As the scale of the Covid-19 pandemic came into full view earlier this year, colleges and universities quickly moved to online-only teaching models–disrupting life for millions of students nationwide. In the chaos of the moment, however, large questions arose about what campus closures and the challenges posed by a potentially deadly virus, highly contagious among people close to each other, meant for the future of higher education.
Recognizing that life on America’s college campuses may be fundamentally altered by the disruption of this time period, Young Invincibles organized a series of virtual roundtable discussions with students and leading scholars, institutional leaders, and policymakers to consider what a reimagined approach to higher education may require. Millions of students struggled with housing and food insecurity, reliable transportation, child care, and balancing the many demands of family, work, and school well before the strain of coronavirus that leads to Covid-19 came to this country. But the coronavirus did put on stark display the inequities in our society, economy, and especially in higher education. The effects of these inequities have kept far too many people from pursuing, completing, and ultimately benefiting from education beyond a high school diploma.

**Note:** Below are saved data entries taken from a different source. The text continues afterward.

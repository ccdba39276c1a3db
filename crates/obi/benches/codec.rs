use criterion::{Criterion, criterion_group, criterion_main};
use obi::{Obi, Value};

const SCHEMA: &str = "{symbols:[string],multiplier:u64}/{rates:[u64]}";

fn gen_request(symbol_count: usize) -> Value {
    let symbols = (0..symbol_count)
        .map(|i| Value::from(format!("SYM{i}")))
        .collect();

    [
        ("symbols", Value::Vector(symbols)),
        ("multiplier", Value::from(1_000_000_000u64)),
    ]
    .into_iter()
    .collect()
}

fn bench_codec(c: &mut Criterion) {
    let obi = Obi::new(SCHEMA).unwrap();

    for &symbol_count in &[1usize, 16, 256] {
        let request = gen_request(symbol_count);
        let bytes = obi.encode_input(&request).unwrap();

        c.bench_function(&format!("encode_{}_symbols", symbol_count), |b| {
            b.iter(|| obi.encode_input(&request).unwrap())
        });

        c.bench_function(&format!("decode_{}_symbols", symbol_count), |b| {
            b.iter(|| obi.decode_input(&bytes).unwrap())
        });
    }
}

criterion_group!(benches, bench_codec);
criterion_main!(benches);
//! Primitive codecs: fixed-width big-endian integers and booleans.

use std::fmt;

use crate::{
    errors::{DecodeError, EncodeError},
    uint::{U256, U256_BYTES},
};

/// Bit widths accepted after `u`/`i` in a schema.
pub const INTEGER_BITS: [u16; 6] = [8, 16, 32, 64, 128, 256];

/// Fixed-width integer codec (`u8`..`u256`, `i8`..`i256`).
///
/// Values are always unsigned magnitudes. The `signed` flag is kept from the
/// schema token and reported back, but it does not change the encoding:
/// `i8` accepts `0..=255` exactly like `u8`.
#[derive(Debug, Clone, Copy, PartialEq, Eq, Hash)]
pub struct IntegerCodec {
    signed: bool,
    width_bytes: usize,
}

impl IntegerCodec {
    /// Codec used for every vector, string and bytes length prefix.
    pub const U32: IntegerCodec = IntegerCodec {
        signed: false,
        width_bytes: 4,
    };

    pub const U8: IntegerCodec = IntegerCodec {
        signed: false,
        width_bytes: 1,
    };

    /// Returns `None` unless `bits` is one of [INTEGER_BITS].
    pub fn new(signed: bool, bits: u16) -> Option<Self> {
        INTEGER_BITS.contains(&bits).then_some(IntegerCodec {
            signed,
            width_bytes: bits as usize / 8,
        })
    }

    pub fn is_signed(&self) -> bool {
        self.signed
    }

    pub const fn width_bytes(&self) -> usize {
        self.width_bytes
    }

    pub fn bits(&self) -> u16 {
        self.width_bytes as u16 * 8
    }

    /// `2^(8 * width_bytes) - 1`.
    pub fn max_value(&self) -> U256 {
        let mut bytes = [0u8; U256_BYTES];
        bytes[U256_BYTES - self.width_bytes..].fill(0xff);
        U256::from_be_bytes(bytes)
    }

    pub fn encode(&self, value: &U256) -> Result<Vec<u8>, EncodeError> {
        let mut out = Vec::with_capacity(self.width_bytes);
        self.encode_into(value, &mut out)?;
        Ok(out)
    }

    /// Appends exactly `width_bytes` big-endian bytes.
    pub fn encode_into(&self, value: &U256, out: &mut Vec<u8>) -> Result<(), EncodeError> {
        if !value.fits_in_bytes(self.width_bytes) {
            return Err(EncodeError::Overflow {
                value: *value,
                bits: self.bits(),
            });
        }

        out.extend_from_slice(&value.as_be_bytes()[U256_BYTES - self.width_bytes..]);
        Ok(())
    }

    pub fn decode<'a>(&self, data: &'a [u8]) -> Result<(U256, &'a [u8]), DecodeError> {
        if data.len() < self.width_bytes {
            return Err(DecodeError::NotEnoughBytes {
                expected: self.width_bytes,
                actual: data.len(),
            });
        }

        let (head, rest) = data.split_at(self.width_bytes);
        let value = U256::from_be_slice(head).ok_or(DecodeError::NotEnoughBytes {
            expected: self.width_bytes,
            actual: data.len(),
        })?;

        Ok((value, rest))
    }
}

impl fmt::Display for IntegerCodec {
    fn fmt(&self, f: &mut fmt::Formatter<'_>) -> fmt::Result {
        let sign = if self.signed { 'i' } else { 'u' };
        write!(f, "{sign}{}", self.bits())
    }
}

/// One byte, `0` or `1`.
#[derive(Debug, Clone, Copy, PartialEq, Eq, Hash, Default)]
pub struct BoolCodec;

impl BoolCodec {
    pub fn encode_into(&self, value: bool, out: &mut Vec<u8>) -> Result<(), EncodeError> {
        IntegerCodec::U8.encode_into(&U256::from(value as u8), out)
    }

    pub fn decode<'a>(&self, data: &'a [u8]) -> Result<(bool, &'a [u8]), DecodeError> {
        let (value, rest) = IntegerCodec::U8.decode(data)?;

        if value == U256::ZERO {
            Ok((false, rest))
        } else if value == U256::ONE {
            Ok((true, rest))
        } else {
            Err(DecodeError::InvalidBool { value })
        }
    }
}

impl fmt::Display for BoolCodec {
    fn fmt(&self, f: &mut fmt::Formatter<'_>) -> fmt::Result {
        f.write_str("bool")
    }
}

In our first discussion, panelists addressed what it would take to achieve inclusive excellence–a model of higher education in which students for whom higher education in the United States was never designed could achieve their educational goals and thrive along the way.

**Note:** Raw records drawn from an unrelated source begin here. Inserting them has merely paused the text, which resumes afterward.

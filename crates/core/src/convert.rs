//! Canonical RGB ⇄ HSL conversion using the chroma/sector formulation.
//!
//! Both directions are pure functions over [`Rgb`] and [`Hsl`] triples with
//! no shared state, so composing them in either order is stable under
//! millions of repeated applications. Hue is handled as six 60°-wide
//! sectors of the color circle; which sector applies is decided by the
//! maximum channel on the way in and by `h * 6` on the way out, with
//! closed-open sector boundaries in both directions so round-tripping
//! never flips sectors at a boundary angle.

use crate::color::{Hsl, Rgb};
use crate::error::ConvertError;
use crate::validate::{validate_hsl, validate_rgb};

/// Folds a hue expressed in turns into [0, 1).
///
/// `rem_euclid(1.0)` can round a result of `1 - tiny` up to exactly 1.0;
/// the extra fold keeps downstream sector indexing in range.
pub fn fold_hue(turns: f64) -> f64 {
    let h = turns.rem_euclid(1.0);
    if h >= 1.0 {
        h - 1.0
    } else {
        h
    }
}

/// Clamps a reconstructed channel into [0, 1].
///
/// Only absorbs floating round-off at exact sector boundaries; the
/// adjustment never exceeds a few ulps.
pub fn clamp_channel(v: f64) -> f64 {
    v.clamp(0.0, 1.0)
}

/// Converts a normalized RGB triple to HSL.
///
/// Fails with [`ConvertError::ChannelOutOfRange`] if any channel is
/// outside [0, 1]. For achromatic inputs (all channels equal) the result
/// has `s == 0.0` and `h == 0.0` exactly.
pub fn rgb_to_hsl(c: Rgb) -> Result<Hsl, ConvertError> {
    validate_rgb(c)?;
    let Rgb { r, g, b } = c;

    let cmax = r.max(g).max(b);
    let cmin = r.min(g).min(b);
    let delta = cmax - cmin;
    let l = (cmax + cmin) / 2.0;

    // All channels equal: no hue information exists, and the sector
    // formulas below would divide by zero.
    if delta == 0.0 {
        return Ok(Hsl { h: 0.0, s: 0.0, l });
    }

    let s = if l <= 0.5 {
        delta / (cmax + cmin)
    } else {
        delta / (2.0 - cmax - cmin)
    };

    // 60°-sector formula; ties between channels resolve r, then g, then b.
    // Only the red sector can go negative (near the wrap at 360°).
    let sector = if cmax == r {
        (g - b) / delta
    } else if cmax == g {
        (b - r) / delta + 2.0
    } else {
        (r - g) / delta + 4.0
    };
    let h = fold_hue(sector / 6.0);

    Ok(Hsl { h, s, l })
}

/// Converts an HSL triple back to normalized RGB.
///
/// Fails with [`ConvertError::ChannelOutOfRange`] if any component is
/// outside [0, 1]. Hue lands in one of six sectors with closed-open
/// boundaries; `h == 1.0` (the same angle as 0.0) folds onto sector 0.
pub fn hsl_to_rgb(c: Hsl) -> Result<Rgb, ConvertError> {
    validate_hsl(c)?;
    let Hsl { h, s, l } = c;

    // Achromatic: every channel is the lightness.
    if s == 0.0 {
        return Ok(Rgb { r: l, g: l, b: l });
    }

    let chroma = (1.0 - (2.0 * l - 1.0).abs()) * s;
    let h6 = fold_hue(h) * 6.0;
    let x = chroma * (1.0 - ((h6 % 2.0) - 1.0).abs());
    let m = l - chroma / 2.0;

    let (r1, g1, b1) = match h6 as u8 {
        0 => (chroma, x, 0.0),
        1 => (x, chroma, 0.0),
        2 => (0.0, chroma, x),
        3 => (0.0, x, chroma),
        4 => (x, 0.0, chroma),
        _ => (chroma, 0.0, x),
    };

    Ok(Rgb {
        r: clamp_channel(r1 + m),
        g: clamp_channel(g1 + m),
        b: clamp_channel(b1 + m),
    })
}
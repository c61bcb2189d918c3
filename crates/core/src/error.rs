//! Error types for the hslkit core.

use thiserror::Error;

/// Errors produced by conversion and backend lookup.
#[derive(Debug, Error)]
pub enum ConvertError {
    /// An input component fell outside the closed interval [0, 1].
    ///
    /// This is the kernel's only failure mode: once a triple passes
    /// validation, the arithmetic itself cannot fail.
    #[error("channel '{channel}' out of range: {value} is not in [0, 1]")]
    ChannelOutOfRange { channel: &'static str, value: f64 },

    /// A color string could not be parsed.
    #[error("invalid color: {0}")]
    InvalidColor(String),

    /// A requested backend name was not recognized.
    #[error("unknown backend: {0}")]
    UnknownBackend(String),
}

#[cfg(test)]
mod tests {
    use super::*;

    #[test]
    fn channel_out_of_range_includes_channel_and_value() {
        let err = ConvertError::ChannelOutOfRange {
            channel: "g",
            value: 1.5,
        };
        let msg = format!("{err}");
        assert!(msg.contains("'g'"), "missing channel name in: {msg}");
        assert!(msg.contains("1.5"), "missing value in: {msg}");
    }

    #[test]
    fn channel_out_of_range_formats_nan() {
        let err = ConvertError::ChannelOutOfRange {
            channel: "h",
            value: f64::NAN,
        };
        let msg = format!("{err}");
        assert!(msg.contains("NaN"), "missing NaN in: {msg}");
    }

    #[test]
    fn invalid_color_includes_message() {
        let err = ConvertError::InvalidColor("bad hex".into());
        let msg = format!("{err}");
        assert!(msg.contains("bad hex"), "missing message in: {msg}");
    }

    #[test]
    fn unknown_backend_includes_name() {
        let err = ConvertError::UnknownBackend("turbo".into());
        let msg = format!("{err}");
        assert!(msg.contains("turbo"), "missing backend name in: {msg}");
    }

    #[test]
    fn convert_error_is_send_and_sync() {
        fn assert_send_sync<T: Send + Sync>() {}
        assert_send_sync::<ConvertError>();
    }

    #[test]
    fn convert_error_implements_std_error() {
        fn assert_std_error<T: std::error::Error>() {}
        assert_std_error::<ConvertError>();
    }
}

With so many daily challenges arising during the current crises, for the second discussion in our higher education series, YI convened a group of visionary leaders to look at how colleges and universities may change permanently, and possibly for the good, even beyond the Covid-19 pandemic.
Recent decades of conversation among education leaders and policymakers have had common debates about how to prepare high school graduates who are more “college ready,” but a growing number of scholars and advocates have made the case that it is our colleges that are not ready for the students they are meant to serve.